Start of Material for this exercise

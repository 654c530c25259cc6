//! Application state machine.
//!
//! This module defines the [`App`] state machine, which manages the interactive
//! state of the chat front end completely decoupled from I/O and protocol
//! mechanics.
//!
//! This is a pure state machine: it consumes [`crate::AppEvent`] inputs and
//! produces [`crate::AppAction`] instructions for the runtime to execute.
//!
//! # Responsibilities
//!
//! - Edits the compose line and interprets slash commands.
//! - Holds the active room's message view, scroll position and the "new
//!   messages" flag.
//! - Tracks the link state for the connection indicator.

use huddle_client::{LinkState, Viewport};
use huddle_proto::{MessageId, RoomId};

use crate::{AppAction, AppEvent, KeyInput, MessageView};

/// Height of one rendered message row, used to report scroll distance.
pub const ROW_HEIGHT_PX: u32 = 24;

const HELP: &str = "Commands: /room <id>, /reply <msg id>, /cancel, /bot [name], /older, \
                    /retry, /leave, /quit";

/// Application state machine.
///
/// Pure state machine that processes events and produces actions.
/// No I/O dependencies - fully testable in simulation.
#[derive(Debug, Clone)]
pub struct App {
    /// Room being shown. `None` until `/room`.
    active_room: Option<RoomId>,
    /// Link state of the active room.
    link: LinkState,
    /// Messages of the active room, ascending.
    messages: Vec<MessageView>,
    /// Older history can be loaded.
    has_more: bool,
    /// A message arrived while scrolled up.
    new_messages: bool,
    /// Rows scrolled up from the newest message.
    scroll_offset: usize,
    /// Reply target for the next send.
    replying_to: Option<MessageId>,
    /// Bot addressed by the next send.
    selected_bot: Option<String>,
    /// Compose line.
    input_buffer: String,
    /// Cursor position in characters.
    input_cursor: usize,
    /// Terminal dimensions (columns, rows).
    terminal_size: (u16, u16),
    /// Transient status message. `None` if no message.
    status_message: Option<String>,
}

impl App {
    /// Create an App with no room open.
    pub fn new() -> Self {
        Self {
            active_room: None,
            link: LinkState::Disconnected,
            messages: Vec::new(),
            has_more: false,
            new_messages: false,
            scroll_offset: 0,
            replying_to: None,
            selected_bot: None,
            input_buffer: String::new(),
            input_cursor: 0,
            terminal_size: (80, 24),
            status_message: None,
        }
    }

    /// Process an event and return actions.
    pub fn handle(&mut self, event: AppEvent) -> Vec<AppAction> {
        match event {
            AppEvent::Key(key) => self.handle_key(key),
            AppEvent::Tick => vec![],
            AppEvent::Resize(cols, rows) => {
                self.terminal_size = (cols, rows);
                vec![AppAction::Render]
            },
            AppEvent::LinkChanged { room_id, state } => {
                if !self.is_active(room_id) {
                    return vec![];
                }
                if state == LinkState::Disconnected && self.link != LinkState::Disconnected {
                    self.status_message = Some("Disconnected. Type /retry to reconnect".into());
                }
                self.link = state;
                vec![AppAction::Render]
            },
            AppEvent::MessagesUpdated { room_id, messages, has_more } => {
                if !self.is_active(room_id) {
                    return vec![];
                }
                self.messages = messages;
                self.has_more = has_more;
                self.scroll_offset = self.scroll_offset.min(self.messages.len());
                vec![AppAction::Render]
            },
            AppEvent::ScrollToBottom { room_id } => {
                if !self.is_active(room_id) {
                    return vec![];
                }
                self.scroll_offset = 0;
                self.new_messages = false;
                vec![AppAction::Render]
            },
            AppEvent::NewMessages { room_id } => {
                if !self.is_active(room_id) {
                    return vec![];
                }
                self.new_messages = true;
                vec![AppAction::Render]
            },
            AppEvent::MessageSent => {
                self.clear_input();
                self.replying_to = None;
                self.selected_bot = None;
                vec![AppAction::Render]
            },
            AppEvent::BotSelected { name } => {
                self.status_message = Some(match &name {
                    Some(name) => format!("Addressing {name}"),
                    None => "No bot selected".to_string(),
                });
                self.selected_bot = name;
                vec![AppAction::Render]
            },
            AppEvent::Error { message } => {
                self.status_message = Some(format!("Error: {message}"));
                vec![AppAction::Render]
            },
        }
    }

    /// Set a status message to display to the user.
    pub fn set_status(&mut self, message: impl Into<String>) {
        self.status_message = Some(message.into());
    }

    /// Switch to a room, discarding the current view.
    ///
    /// Reopening the active room keeps the view and only asks the session to
    /// reconnect if the link is down.
    pub fn open_room(&mut self, room_id: RoomId) -> Vec<AppAction> {
        if self.active_room == Some(room_id) {
            self.status_message = Some(format!("Already in room {room_id}"));
            return vec![AppAction::OpenRoom { room_id }, AppAction::Render];
        }

        self.active_room = Some(room_id);
        self.reset_view();
        self.status_message = Some(format!("Opening room {room_id}..."));
        vec![AppAction::OpenRoom { room_id }, AppAction::Render]
    }

    /// Leave the active room.
    pub fn close_room(&mut self) -> Vec<AppAction> {
        let Some(room_id) = self.active_room.take() else {
            self.status_message = Some("No room is open".into());
            return vec![AppAction::Render];
        };
        self.reset_view();
        self.status_message = Some(format!("Left room {room_id}"));
        vec![AppAction::CloseRoom, AppAction::Render]
    }

    /// Send text to the active room.
    pub fn send_message(&mut self, text: impl Into<String>) -> Vec<AppAction> {
        if self.active_room.is_none() {
            self.status_message = Some("Open a room with /room <id> first".into());
            return vec![AppAction::Render];
        }
        vec![AppAction::Send { text: text.into() }, AppAction::Render]
    }

    /// Quit the application.
    pub fn quit(&self) -> Vec<AppAction> {
        vec![AppAction::Quit]
    }

    fn handle_key(&mut self, key: KeyInput) -> Vec<AppAction> {
        match key {
            KeyInput::Char(c) => {
                let at = self.byte_index();
                self.input_buffer.insert(at, c);
                self.input_cursor += 1;
                self.draft_changed()
            },
            KeyInput::Backspace => {
                if self.input_cursor == 0 {
                    return vec![];
                }
                self.input_cursor -= 1;
                let at = self.byte_index();
                self.input_buffer.remove(at);
                self.draft_changed()
            },
            KeyInput::Delete => {
                if self.input_cursor >= self.input_chars() {
                    return vec![];
                }
                let at = self.byte_index();
                self.input_buffer.remove(at);
                self.draft_changed()
            },
            KeyInput::Left => {
                self.input_cursor = self.input_cursor.saturating_sub(1);
                vec![AppAction::Render]
            },
            KeyInput::Right => {
                self.input_cursor = (self.input_cursor + 1).min(self.input_chars());
                vec![AppAction::Render]
            },
            KeyInput::Home => {
                self.input_cursor = 0;
                vec![AppAction::Render]
            },
            KeyInput::End => {
                self.input_cursor = self.input_chars();
                vec![AppAction::Render]
            },
            KeyInput::Up => self.scroll_up(),
            KeyInput::Down => self.scroll_down(),
            KeyInput::Enter => self.handle_enter(),
            KeyInput::Esc => vec![AppAction::Quit],
        }
    }

    /// Send the compose line or run a command.
    ///
    /// Plain text stays in the buffer until [`AppEvent::MessageSent`] so a
    /// rejected send can be edited and retried.
    fn handle_enter(&mut self) -> Vec<AppAction> {
        if self.input_buffer.trim().is_empty() {
            return vec![];
        }

        if let Some(command) = self.input_buffer.strip_prefix('/') {
            let command = command.to_string();
            self.clear_input();
            return self.handle_command(&command);
        }

        self.send_message(self.input_buffer.clone())
    }

    fn handle_command(&mut self, command: &str) -> Vec<AppAction> {
        let mut parts = command.split_whitespace();
        let name = parts.next().unwrap_or_default();
        let rest: Vec<&str> = parts.collect();

        match name {
            "room" => match rest.first().and_then(|id| id.parse::<RoomId>().ok()) {
                Some(room_id) => self.open_room(room_id),
                None => self.usage("/room <id>"),
            },
            "leave" => self.close_room(),
            "reply" => {
                if self.active_room.is_none() {
                    return self.usage("/room <id> first");
                }
                match rest.first().and_then(|id| id.parse::<MessageId>().ok()) {
                    Some(msg_id) => {
                        self.replying_to = Some(msg_id);
                        self.status_message = Some(format!("Replying to #{msg_id}"));
                        vec![AppAction::StartReply { msg_id }, AppAction::Render]
                    },
                    None => self.usage("/reply <msg id>"),
                }
            },
            "cancel" => {
                self.replying_to = None;
                self.status_message = None;
                vec![AppAction::CancelReply, AppAction::Render]
            },
            "bot" => {
                let name = rest.join(" ");
                let name = (!name.is_empty()).then_some(name);
                vec![AppAction::SelectBot { name }, AppAction::Render]
            },
            "older" => {
                if self.active_room.is_none() {
                    return self.usage("/room <id> first");
                }
                vec![AppAction::LoadOlder, AppAction::Render]
            },
            "retry" => {
                self.status_message = Some("Reconnecting...".into());
                vec![AppAction::RetryNow, AppAction::Render]
            },
            "quit" | "q" => vec![AppAction::Quit],
            "help" => {
                self.status_message = Some(HELP.into());
                vec![AppAction::Render]
            },
            other => {
                self.status_message = Some(format!("Unknown command /{other}. {HELP}"));
                vec![AppAction::Render]
            },
        }
    }

    fn scroll_up(&mut self) -> Vec<AppAction> {
        if self.scroll_offset < self.messages.len() {
            self.scroll_offset += 1;
        }
        if self.scroll_offset >= self.messages.len() && self.has_more && self.active_room.is_some()
        {
            return vec![AppAction::LoadOlder, AppAction::Render];
        }
        vec![AppAction::Render]
    }

    fn scroll_down(&mut self) -> Vec<AppAction> {
        self.scroll_offset = self.scroll_offset.saturating_sub(1);
        if self.scroll_offset == 0 {
            self.new_messages = false;
        }
        vec![AppAction::Render]
    }

    fn draft_changed(&self) -> Vec<AppAction> {
        if self.active_room.is_none() || self.input_buffer.starts_with('/') {
            return vec![AppAction::Render];
        }
        vec![AppAction::DraftChanged { text: self.input_buffer.clone() }, AppAction::Render]
    }

    fn usage(&mut self, usage: &str) -> Vec<AppAction> {
        self.status_message = Some(format!("Usage: {usage}"));
        vec![AppAction::Render]
    }

    fn reset_view(&mut self) {
        self.link = LinkState::Disconnected;
        self.messages.clear();
        self.has_more = false;
        self.new_messages = false;
        self.scroll_offset = 0;
        self.replying_to = None;
        self.selected_bot = None;
    }

    fn clear_input(&mut self) {
        self.input_buffer.clear();
        self.input_cursor = 0;
    }

    fn input_chars(&self) -> usize {
        self.input_buffer.chars().count()
    }

    fn byte_index(&self) -> usize {
        self.input_buffer
            .char_indices()
            .nth(self.input_cursor)
            .map_or(self.input_buffer.len(), |(at, _)| at)
    }

    fn is_active(&self, room_id: RoomId) -> bool {
        self.active_room == Some(room_id)
    }

    /// Currently selected room. `None` before `/room`.
    pub fn active_room(&self) -> Option<RoomId> {
        self.active_room
    }

    /// Link state of the active room.
    pub fn link_state(&self) -> LinkState {
        self.link
    }

    /// Messages of the active room, ascending.
    pub fn messages(&self) -> &[MessageView] {
        &self.messages
    }

    /// Older history can be loaded.
    pub fn has_more(&self) -> bool {
        self.has_more
    }

    /// A message arrived while scrolled up.
    pub fn has_new_messages(&self) -> bool {
        self.new_messages
    }

    /// Rows scrolled up from the newest message.
    pub fn scroll_offset(&self) -> usize {
        self.scroll_offset
    }

    /// Scroll position as reported to the session.
    pub fn viewport(&self) -> Viewport {
        let rows = u32::try_from(self.scroll_offset).unwrap_or(u32::MAX);
        Viewport { distance_from_bottom_px: rows.saturating_mul(ROW_HEIGHT_PX) }
    }

    /// Reply target for the next send.
    pub fn replying_to(&self) -> Option<MessageId> {
        self.replying_to
    }

    /// Bot addressed by the next send.
    pub fn selected_bot(&self) -> Option<&str> {
        self.selected_bot.as_deref()
    }

    /// Input buffer contents.
    pub fn input_buffer(&self) -> &str {
        &self.input_buffer
    }

    /// Cursor position in characters.
    pub fn input_cursor(&self) -> usize {
        self.input_cursor
    }

    /// Terminal dimensions (columns, rows).
    pub fn terminal_size(&self) -> (u16, u16) {
        self.terminal_size
    }

    /// Transient status message. `None` if no message.
    pub fn status_message(&self) -> Option<&str> {
        self.status_message.as_deref()
    }
}

impl Default for App {
    fn default() -> Self {
        Self::new()
    }
}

End of Material for this exercise

For every line of the data above that contains "bool", copy that line.

    has_more: bool,
    new_messages: bool,
    fn is_active(&self, room_id: RoomId) -> bool {
    pub fn has_more(&self) -> bool {
    pub fn has_new_messages(&self) -> bool {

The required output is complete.